Data entries »
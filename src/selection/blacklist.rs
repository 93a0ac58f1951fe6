//! Well-known sensitive or bulky names kept out of bulk selection

use std::path::{Component, Path, PathBuf};

use super::state::AllowOverrides;

/// Names skipped by bulk selection unless the user consents per path
pub const BLACKLIST_NAMES: &[&str] = &[
    ".env",
    ".env.local",
    ".env.development",
    ".env.production",
    ".env.test",
    "__pycache__",
    ".pytest_cache",
    ".mypy_cache",
    ".ipynb_checkpoints",
    "node_modules",
    ".venv",
    "venv",
    ".tox",
    ".cache",
    "build",
    "dist",
];

/// Blacklist check scoped to a root
///
/// Only the part of a path below the root is inspected, so a root that
/// itself lives under e.g. `build/` does not blacklist everything.
#[derive(Debug, Clone)]
pub struct Blacklist {
    root: PathBuf,
}

impl Blacklist {
    pub fn new(root: impl Into<PathBuf>) -> Self {
        Self { root: root.into() }
    }

    fn split<'a>(&'a self, path: &'a Path) -> (PathBuf, &'a Path) {
        match path.strip_prefix(&self.root) {
            Ok(rel) => (self.root.clone(), rel),
            Err(_) => (PathBuf::new(), path),
        }
    }

    /// Whether any segment below the root is a blacklisted name
    pub fn is_blacklisted(&self, path: &Path) -> bool {
        let (_, rel) = self.split(path);
        rel.components().any(|c| is_blacklisted_component(&c))
    }

    /// Whether bulk selection may include `path`
    ///
    /// An override on a path covers every blacklisted segment at or above
    /// it. Allowing `node_modules` therefore permits everything below it,
    /// except further blacklisted segments deeper down.
    pub fn permits(&self, path: &Path, allow: &AllowOverrides) -> bool {
        let (mut prefix, rel) = self.split(path);
        let mut deepest_blacklisted = None;
        let mut deepest_allowed = None;
        for (depth, component) in rel.components().enumerate() {
            prefix.push(component.as_os_str());
            if is_blacklisted_component(&component) {
                deepest_blacklisted = Some(depth);
            }
            if allow.is_allowed(&prefix) {
                deepest_allowed = Some(depth);
            }
        }
        match (deepest_blacklisted, deepest_allowed) {
            (None, _) => true,
            (Some(_), None) => false,
            (Some(blacklisted), Some(allowed)) => allowed >= blacklisted,
        }
    }
}

fn is_blacklisted_component(component: &Component<'_>) -> bool {
    match component {
        Component::Normal(name) => name
            .to_str()
            .map(|name| BLACKLIST_NAMES.contains(&name))
            .unwrap_or(false),
        _ => false,
    }
}
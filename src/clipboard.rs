/*!
 * Clipboard copy for snapshots
 *
 * Pipes text into whichever clipboard command the system offers. A custom
 * command can be forced with `PROMPTREE_CLIPBOARD`, e.g.
 * `PROMPTREE_CLIPBOARD="xclip -selection primary"`.
 */

use std::env;
use std::io::{self, Write};
use std::process::{Command, Stdio};

use once_cell::sync::Lazy;
use thiserror::Error;

/// Environment variable holding an explicit clipboard command line
pub const CLIPBOARD_ENV: &str = "PROMPTREE_CLIPBOARD";

#[derive(Error, Debug)]
pub enum ClipboardError {
    #[error("Command failed: {0}")]
    CommandFailed(String),

    #[error("No suitable clipboard mechanism found")]
    NoClipboardFound,

    #[error("IO error: {0}")]
    Io(#[from] io::Error),
}

pub type Result<T> = std::result::Result<T, ClipboardError>;

/// Where copied text goes
pub trait Clipboard {
    fn copy_to_clipboard(&self, text: &str) -> Result<()>;
}

/// Known clipboard commands
#[derive(Debug, Clone, PartialEq, Eq)]
pub enum ClipboardProvider {
    Tmux,
    Wayland,
    Xsel,
    Xclip,
    MacOS,
    Windows,
    Termux,
    /// Command line taken from [`CLIPBOARD_ENV`]
    Custom(Vec<String>),
}

impl ClipboardProvider {
    /// Program and arguments that read the text from stdin
    pub fn command_line(&self) -> (String, Vec<String>) {
        fn fixed(cmd: &str, args: &[&str]) -> (String, Vec<String>) {
            (cmd.to_string(), args.iter().map(|a| a.to_string()).collect())
        }

        match self {
            Self::Tmux => fixed("tmux", &["load-buffer", "-w", "-"]),
            Self::Wayland => fixed("wl-copy", &[]),
            Self::Xsel => fixed("xsel", &["-b", "-i"]),
            Self::Xclip => fixed("xclip", &["-selection", "clipboard", "-in"]),
            Self::MacOS => fixed("pbcopy", &[]),
            Self::Windows => fixed("clip.exe", &[]),
            Self::Termux => fixed("termux-clipboard-set", &[]),
            Self::Custom(parts) => {
                let mut parts = parts.iter().cloned();
                let cmd = parts.next().unwrap_or_default();
                (cmd, parts.collect())
            }
        }
    }

    /// Parse a whitespace-separated command line
    pub fn custom(line: &str) -> Option<Self> {
        let parts: Vec<String> = line.split_whitespace().map(str::to_string).collect();
        if parts.is_empty() {
            None
        } else {
            Some(Self::Custom(parts))
        }
    }
}

impl Clipboard for ClipboardProvider {
    fn copy_to_clipboard(&self, text: &str) -> Result<()> {
        let (cmd, args) = self.command_line();
        pipe_to_command(&cmd, &args, text)
    }
}

/// Copy text with the first provider that works
pub fn copy_to_clipboard(text: &str) -> Result<()> {
    let providers = detect_providers();
    if providers.is_empty() {
        return Err(ClipboardError::NoClipboardFound);
    }

    let mut last_error = ClipboardError::NoClipboardFound;
    for provider in providers {
        match provider.copy_to_clipboard(text) {
            Ok(()) => {
                log::debug!("Copied {} bytes with {:?}", text.len(), provider);
                return Ok(());
            }
            Err(e) => {
                log::debug!("Clipboard provider {:?} failed: {}", provider, e);
                last_error = e;
            }
        }
    }
    Err(last_error)
}

/// Whether `command` can be found on the PATH
pub fn command_exists(command: &str) -> bool {
    env::var_os("PATH")
        .map(|paths| env::split_paths(&paths).any(|dir| dir.join(command).is_file()))
        .unwrap_or(false)
}

fn pipe_to_command(cmd: &str, args: &[String], text: &str) -> Result<()> {
    let mut child = Command::new(cmd)
        .args(args)
        .stdin(Stdio::piped())
        .stdout(Stdio::null())
        .stderr(Stdio::null())
        .spawn()
        .map_err(|e| ClipboardError::CommandFailed(format!("Failed to spawn {}: {}", cmd, e)))?;

    let written = match child.stdin.take() {
        // Dropping stdin closes the pipe so the command sees EOF
        Some(mut stdin) => stdin.write_all(text.as_bytes()).map_err(ClipboardError::from),
        None => Err(ClipboardError::CommandFailed(format!(
            "Failed to open stdin for {}",
            cmd
        ))),
    };
    if let Err(e) = written {
        // Reap the child before reporting
        if let Err(kill_err) = child.kill() {
            log::debug!("Could not kill {}: {}", cmd, kill_err);
        }
        child.wait()?;
        return Err(e);
    }

    let status = child.wait()?;
    if status.success() {
        Ok(())
    } else {
        Err(ClipboardError::CommandFailed(format!(
            "{} exited with status: {}",
            cmd, status
        )))
    }
}

#[derive(Debug, Clone, Copy, PartialEq, Eq)]
enum Platform {
    MacOS,
    Windows,
    Wsl,
    Linux,
    Android,
    Unknown,
}

static PLATFORM: Lazy<Platform> = Lazy::new(|| {
    if cfg!(target_os = "macos") {
        Platform::MacOS
    } else if cfg!(target_os = "windows") {
        Platform::Windows
    } else if cfg!(target_os = "android") {
        Platform::Android
    } else if cfg!(target_os = "linux") {
        if env::var_os("WSL_DISTRO_NAME").is_some() {
            Platform::Wsl
        } else {
            Platform::Linux
        }
    } else {
        Platform::Unknown
    }
});

/// Providers to try, most preferred first
pub fn detect_providers() -> Vec<ClipboardProvider> {
    if let Some(custom) = env::var(CLIPBOARD_ENV)
        .ok()
        .and_then(|line| ClipboardProvider::custom(&line))
    {
        return vec![custom];
    }

    let mut providers = Vec::new();
    if env::var_os("TMUX").is_some() && command_exists("tmux") {
        providers.push(ClipboardProvider::Tmux);
    }

    let candidates = match *PLATFORM {
        Platform::MacOS => vec![(ClipboardProvider::MacOS, "pbcopy")],
        Platform::Windows | Platform::Wsl => vec![(ClipboardProvider::Windows, "clip.exe")],
        Platform::Linux => vec![
            (ClipboardProvider::Wayland, "wl-copy"),
            (ClipboardProvider::Xsel, "xsel"),
            (ClipboardProvider::Xclip, "xclip"),
        ],
        Platform::Android => vec![(ClipboardProvider::Termux, "termux-clipboard-set")],
        Platform::Unknown => Vec::new(),
    };
    for (provider, command) in candidates {
        if command_exists(command) {
            providers.push(provider);
        }
    }
    providers
}

#[cfg(test)]
mod tests {
    use super::*;

    #[test]
    fn test_command_exists() {
        assert!(!command_exists("nonexistentcommandxyz"));
    }

    #[test]
    fn test_custom_command_line() {
        let provider = ClipboardProvider::custom("xclip -selection primary").unwrap();
        assert_eq!(
            provider.command_line(),
            (
                "xclip".to_string(),
                vec!["-selection".to_string(), "primary".to_string()]
            )
        );
        assert!(ClipboardProvider::custom("   ").is_none());
    }

    #[cfg(unix)]
    #[test]
    fn test_custom_provider_receives_text() -> std::result::Result<(), Box<dyn std::error::Error>> {
        let dir = tempfile::tempdir()?;
        let out = dir.path().join("clip.txt");
        let provider = ClipboardProvider::Custom(vec![
            "sh".to_string(),
            "-c".to_string(),
            format!("cat > '{}'", out.display()),
        ]);
        provider.copy_to_clipboard("copied text")?;
        assert_eq!(std::fs::read_to_string(out)?, "copied text");
        Ok(())
    }

    #[cfg(unix)]
    #[test]
    fn test_early_exit_is_reaped_and_reported() {
        // Exits without reading; the write may fail with a broken pipe
        let text = "x".repeat(1 << 20);
        let result = pipe_to_command("sh", &["-c".to_string(), "exit 3".to_string()], &text);
        match result {
            Err(ClipboardError::Io(_)) | Err(ClipboardError::CommandFailed(_)) => {}
            other => panic!("unexpected result: {:?}", other),
        }
    }

    #[test]
    fn test_failing_command_reports_error() {
        let provider = ClipboardProvider::Custom(vec!["nonexistentcommandxyz".to_string()]);
        assert!(matches!(
            provider.copy_to_clipboard("x"),
            Err(ClipboardError::CommandFailed(_))
        ));
    }
}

DIRECTIONS FOR THIS TASK »
Every line above that holds the string "everything" counts once. State how many such lines there are, as a number alone.

ANSWER FOR THE TASK »
2